Carlos Nino identificaba como la causa de los males de la Argentina a nuestra tendencia a la concentración de poder, a la anomia y a los privilegios de las corporaciones. Pero también a un destructivo dualismo ideológico, esa tensión que anida en toda sociedad entre la cerrazón conservadora y la apertura liberal. El problema es que entre nosotros esa tensión carece de marco institucional. En efecto, tanto “liberales” como “conservadores” buscaron a lo largo de la historia atajos autoritarios para imponer su visión del bien, y así tuvimos dictaduras libertarias y dictaduras tradicionalistas.
Tuvimos siempre gente que cree en los derechos (sobre todo en el de propiedad) que descree de la democracia mayoritaria y gente que cree en la regla de la mayoría (sobre todo cuando es propia) y descree de los derechos (sobre todos de los derechos de los demás).
Lo que nos falta es gente que se sienta cómoda en vivir en la tensión de la democracia constitucional, gente a la que no solo le importe lo que cree que es mejor sino, sobre todo, la forma de alcanzarlo. Que celebre el disenso, que escuche con alegría asombrada argumentos novedosos, gente que, como dijo Borges, “prefiere que el otro tenga razón”. Y “que el otro tenga razón” es preferible porque yo estaba equivocado y no lo sabía, porque había un argumento mejor y no lo pude crear, porque se me pasó un hecho clave, porque mi pobre capacidad para la empatía desconoció un interés vital de otra persona a la que le debo “igual consideración y respeto”, porque con este argumento la decisión colectiva que tomemos va a ser mejor, porque nos vamos a equivocar menos.
Nuestro sistema político nació apostando a la fortaleza del Poder Ejecutivo. Para salir de la anarquía, Alberdi propuso un Ejecutivo que concentre poder (sometido a algunos muy modestos controles y limitado en el tiempo). De esa tradición surge la costumbre de nuestros presidentes y presidentas de legislar por decreto. Tanto es así que la reforma del ‘94 tuvo que incorporar los decretos de necesidad y urgencia para tratar de encauzar ese instrumento de desborde autoritario.

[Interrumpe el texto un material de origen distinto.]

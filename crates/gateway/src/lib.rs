//! Thin HTTP surface over the credential vault (C10).
//!
//! Exposes exactly the four endpoints the rest of the plane needs an
//! external collaborator to serve: store/status/delete/validate for a
//! connector's declared credentials, plus a health check. Built on
//! Axum, bearer-gated, same shape as a typical internal admin API.

pub mod credentials;

#[cfg(test)]
mod tests_support;

use axum::extract::DefaultBodyLimit;
use axum::{
    Router,
    extract::State,
    http::StatusCode,
    middleware::{self, Next},
    response::Json,
    routing::{delete, get, post},
};
use cplane_config::GatewaySection;
use cplane_proxy::ConnectorRegistry;
use cplane_vault::CredentialVault;
use serde::Serialize;
use std::sync::Arc;
use tower_http::cors::CorsLayer;
use tracing::{info, warn};

/// Shared state every handler reads from. No interior mutability needed
/// beyond what the registry and vault already provide internally.
pub struct GatewayState {
    pub registry: Arc<ConnectorRegistry>,
    pub vault: Arc<CredentialVault>,
    pub bearer_token: Option<String>,
}

pub type SharedState = Arc<GatewayState>;

/// Build the Axum router: `/health` unauthenticated, `/connectors/*`
/// behind bearer auth.
pub fn build_router(state: SharedState) -> Router {
    let credential_routes = Router::new()
        .route(
            "/connectors/{connector_id}/credentials",
            post(credentials::store_credential),
        )
        .route(
            "/connectors/{connector_id}/credentials/status",
            get(credentials::credential_status),
        )
        .route(
            "/connectors/{connector_id}/credentials/validate",
            post(credentials::validate_credentials),
        )
        .route(
            "/connectors/{connector_id}/credentials/{vault_key}",
            delete(credentials::delete_credential),
        )
        .layer(middleware::from_fn_with_state(state.clone(), auth_middleware));

    let cors = CorsLayer::new()
        .allow_origin(tower_http::cors::AllowOrigin::exact(
            "http://localhost:8080".parse().unwrap(),
        ))
        .allow_methods([
            axum::http::Method::GET,
            axum::http::Method::POST,
            axum::http::Method::DELETE,
        ])
        .allow_headers([
            axum::http::header::CONTENT_TYPE,
            axum::http::header::AUTHORIZATION,
        ])
        .max_age(std::time::Duration::from_secs(3600));

    Router::new()
        .route("/health", get(health_handler))
        .merge(credential_routes)
        .with_state(state)
        .layer(DefaultBodyLimit::max(1024 * 1024))
        .layer(cors)
        .layer(tower_http::trace::TraceLayer::new_for_http())
}

/// Resolve the gateway's bearer token and bind + serve the router.
/// `registry`/`vault` are built once by the caller (the CLI's `serve`
/// command) and shared with whatever else needs them.
pub async fn serve(
    gateway_config: &GatewaySection,
    registry: Arc<ConnectorRegistry>,
    vault: Arc<CredentialVault>,
) -> std::io::Result<()> {
    let bearer_token = resolve_bearer_token(gateway_config);
    let state: SharedState = Arc::new(GatewayState {
        registry,
        vault,
        bearer_token,
    });
    let app = build_router(state);

    let addr = format!("{}:{}", gateway_config.host, gateway_config.port);
    info!(addr = %addr, "gateway listening");
    let listener = tokio::net::TcpListener::bind(&addr).await?;
    axum::serve(listener, app).await
}

fn resolve_bearer_token(gateway_config: &GatewaySection) -> Option<String> {
    if !gateway_config.require_bearer_auth {
        return None;
    }
    match &gateway_config.bearer_token_seed_path {
        Some(path) => match std::fs::read_to_string(path) {
            Ok(contents) => Some(contents.trim().to_string()),
            Err(e) => {
                warn!(
                    error = %e,
                    path = %path.display(),
                    "failed to read bearer token seed, generating an ephemeral token"
                );
                Some(generate_token())
            }
        },
        None => {
            let token = generate_token();
            info!(token = %token, "no bearer_token_seed_path configured, generated an ephemeral gateway bearer token");
            Some(token)
        }
    }
}

fn generate_token() -> String {
    uuid::Uuid::new_v4().to_string()
}

/// Requires a matching `Authorization: Bearer <token>` header whenever
/// the gateway was configured with a token. A `None` token means
/// `require_bearer_auth` was turned off — every request passes through.
async fn auth_middleware(
    State(state): State<SharedState>,
    req: axum::extract::Request,
    next: Next,
) -> Result<axum::response::Response, StatusCode> {
    let Some(expected) = &state.bearer_token else {
        return Ok(next.run(req).await);
    };

    let provided = req
        .headers()
        .get("Authorization")
        .and_then(|v| v.to_str().ok())
        .and_then(|v| v.strip_prefix("Bearer "));

    match provided {
        Some(token) if token == expected => Ok(next.run(req).await),
        _ => {
            warn!("unauthorized request to gateway credential API");
            Err(StatusCode::UNAUTHORIZED)
        }
    }
}

#[derive(Serialize)]
struct HealthResponse {
    status: &'static str,
    version: &'static str,
}

async fn health_handler() -> Json<HealthResponse> {
    Json(HealthResponse {
        status: "ok",
        version: env!("CARGO_PKG_VERSION"),
    })
}

#[cfg(test)]
mod tests {
    use super::*;
    use crate::tests_support::test_state;
    use axum::body::Body;
    use axum::http::Request;
    use tower::ServiceExt;

    #[tokio::test]
    async fn health_endpoint_needs_no_auth() {
        let dir = tempfile::tempdir().unwrap();
        let state = test_state(vec![], dir.path());
        let app = build_router(state);

        let req = Request::builder()
            .uri("/health")
            .body(Body::empty())
            .unwrap();
        let response = app.oneshot(req).await.unwrap();
        assert_eq!(response.status(), StatusCode::OK);
    }

    #[tokio::test]
    async fn credential_route_without_bearer_token_is_unauthorized() {
        let dir = tempfile::tempdir().unwrap();
        let state = test_state(vec![], dir.path());
        let app = build_router(state);

        let req = Request::builder()
            .uri("/connectors/echo/credentials/status")
            .body(Body::empty())
            .unwrap();
        let response = app.oneshot(req).await.unwrap();
        assert_eq!(response.status(), StatusCode::UNAUTHORIZED);
    }

    #[tokio::test]
    async fn credential_route_with_wrong_bearer_token_is_unauthorized() {
        let dir = tempfile::tempdir().unwrap();
        let state = test_state(vec![], dir.path());
        let app = build_router(state);

        let req = Request::builder()
            .uri("/connectors/echo/credentials/status")
            .header("Authorization", "Bearer wrong-token")
            .body(Body::empty())
            .unwrap();
        let response = app.oneshot(req).await.unwrap();
        assert_eq!(response.status(), StatusCode::UNAUTHORIZED);
    }
}
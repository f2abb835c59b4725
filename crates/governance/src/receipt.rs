//! Receipts: the immutable audit record emitted per governed
//! execution, routed to one of two sinks by tier.

use cplane_core::RiskTier;
use serde::{Deserialize, Serialize};
use std::collections::VecDeque;
use std::sync::Mutex;

#[derive(Debug, Clone, Serialize, Deserialize)]
pub struct Receipt {
    pub receipt_id: String,
    pub timestamp: chrono::DateTime<chrono::Utc>,
    pub connector_id: String,
    pub operation_id: String,
    pub capability: String,
    pub tier: RiskTier,
    pub status_code: u16,
    pub success: bool,
}

impl Receipt {
    pub fn new(
        connector_id: &str,
        operation_id: &str,
        capability: &str,
        tier: RiskTier,
        status_code: u16,
        success: bool,
    ) -> Self {
        Self {
            receipt_id: uuid::Uuid::new_v4().to_string(),
            timestamp: chrono::Utc::now(),
            connector_id: connector_id.to_string(),
            operation_id: operation_id.to_string(),
            capability: capability.to_string(),
            tier,
            status_code,
            success,
        }
    }
}

/// T0 receipts accumulate here; a timer-driven drainer (not modeled by
/// this type) calls [`flush`](Self::flush) every
/// `flush_interval_seconds`, or [`push`](Self::push) self-drains once
/// `buffer_size` is reached.
pub struct BatchReceiptBuffer {
    buffer: Mutex<VecDeque<Receipt>>,
    buffer_size: usize,
}

impl BatchReceiptBuffer {
    pub fn new(buffer_size: usize) -> Self {
        Self {
            buffer: Mutex::new(VecDeque::new()),
            buffer_size: buffer_size.max(1),
        }
    }

    /// Push a receipt. Returns the drained batch if this push filled
    /// the buffer to capacity.
    pub fn push(&self, receipt: Receipt) -> Option<Vec<Receipt>> {
        let mut buffer = self.buffer.lock().unwrap();
        buffer.push_back(receipt);
        if buffer.len() >= self.buffer_size {
            Some(buffer.drain(..).collect())
        } else {
            None
        }
    }

    /// Drain whatever is buffered, regardless of size. Called by the
    /// timer-driven flush.
    pub fn flush(&self) -> Vec<Receipt> {
        self.buffer.lock().unwrap().drain(..).collect()
    }

    pub fn len(&self) -> usize {
        self.buffer.lock().unwrap().len()
    }

    pub fn is_empty(&self) -> bool {
        self.len() == 0
    }
}

/// T1+ receipts land here immediately. An in-memory append-only store;
/// durable backing is an onboarding/control-plane concern out of scope
/// here.
pub struct ReceiptStore {
    receipts: Mutex<Vec<Receipt>>,
}

impl ReceiptStore {
    pub fn new() -> Self {
        Self {
            receipts: Mutex::new(Vec::new()),
        }
    }

    pub fn record(&self, receipt: Receipt) {
        self.receipts.lock().unwrap().push(receipt);
    }

    pub fn all(&self) -> Vec<Receipt> {
        self.receipts.lock().unwrap().clone()
    }

    pub fn len(&self) -> usize {
        self.receipts.lock().unwrap().len()
    }
}

impl Default for ReceiptStore {
    fn default() -> Self {
        Self::new()
    }
}

/// Routes a receipt to the batch buffer (T0) or the receipt store
/// (T1/T2/T3).
pub struct ReceiptRouter {
    pub batch: BatchReceiptBuffer,
    pub store: ReceiptStore,
}

impl ReceiptRouter {
    pub fn new(buffer_size: usize) -> Self {
        Self {
            batch: BatchReceiptBuffer::new(buffer_size),
            store: ReceiptStore::new(),
        }
    }

    /// Route the receipt. Returns a drained batch if routing to the
    /// batch buffer just filled it.
    pub fn route(&self, receipt: Receipt) -> Option<Vec<Receipt>> {
        if receipt.tier == RiskTier::T0Inert {
            self.batch.push(receipt)
        } else {
            self.store.record(receipt);
            None
        }
    }
}

#[cfg(test)]
mod tests {
    use super::*;

    fn receipt(tier: RiskTier) -> Receipt {
        Receipt::new("slack", "post_message", "connector.slack.post_message", tier, 200, true)
    }

    #[test]
    fn t0_receipts_route_to_batch_buffer() {
        let router = ReceiptRouter::new(10);
        router.route(receipt(RiskTier::T0Inert));
        assert_eq!(router.batch.len(), 1);
        assert_eq!(router.store.len(), 0);
    }

    #[test]
    fn t1_and_above_route_to_store_immediately() {
        let router = ReceiptRouter::new(10);
        router.route(receipt(RiskTier::T1Reversible));
        router.route(receipt(RiskTier::T2Controlled));
        router.route(receipt(RiskTier::T3Irreversible));
        assert_eq!(router.store.len(), 3);
        assert_eq!(router.batch.len(), 0);
    }

    #[test]
    fn batch_buffer_self_drains_at_capacity() {
        let buffer = BatchReceiptBuffer::new(2);
        assert!(buffer.push(receipt(RiskTier::T0Inert)).is_none());
        let drained = buffer.push(receipt(RiskTier::T0Inert));
        assert_eq!(drained.unwrap().len(), 2);
        assert!(buffer.is_empty());
    }

    #[test]
    fn flush_drains_regardless_of_size() {
        let buffer = BatchReceiptBuffer::new(10);
        buffer.push(receipt(RiskTier::T0Inert));
        buffer.push(receipt(RiskTier::T0Inert));
        let flushed = buffer.flush();
        assert_eq!(flushed.len(), 2);
        assert!(buffer.is_empty());
    }

    #[test]
    fn receipt_ids_are_unique() {
        let a = receipt(RiskTier::T0Inert);
        let b = receipt(RiskTier::T0Inert);
        assert_ne!(a.receipt_id, b.receipt_id);
    }
}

Gobernar por decreto es decidir sin deliberar con los demás, es asumirse infalible, es creer sin dudar que se está en lo cierto. Nuestra Constitución no lo permite, solo permite, en la necesidad y en la urgencia, abrir una pequeña hendija a través de la cual, para mantener incólume al sistema político, puede ingresar, muy excepcionalmente, el arbitrio de uno.
Nuestra práctica política ha deformado este instituto (como a tantos otros de esa reforma que deberíamos aspirar a merecer). En lugar de utilizarlo restrictivamente lo ha abusado sin límites. La interpretación caprichosa de “necesidad” y de “urgencia” hace regla lo que debería ser excepción. Y aquí estamos, nuevamente, ante un DNU, ante una enorme DNU.
La ambición de marcar la cancha
Cuál es el motivo para dictarlo, estando abierta la posibilidad de las sesiones extraordinarias del Congreso, habiendo en su contenido cuestiones tan variadas que podrían haber sido tratadas en tiempos y formas diferentes y habiendo conseguido el Presidente hace pocos días bastante más de la mitad de los votos de la ciudadanía, es una cuestión que se me escapa. Tal vez la ambición de marcar la cancha, de mostrar decisión, de cumplir con la promesa enfática de cortar lo que sobra hayan llevado a la necesidad de mostrar, a través de este gesto destemplado, ciertas convicciones.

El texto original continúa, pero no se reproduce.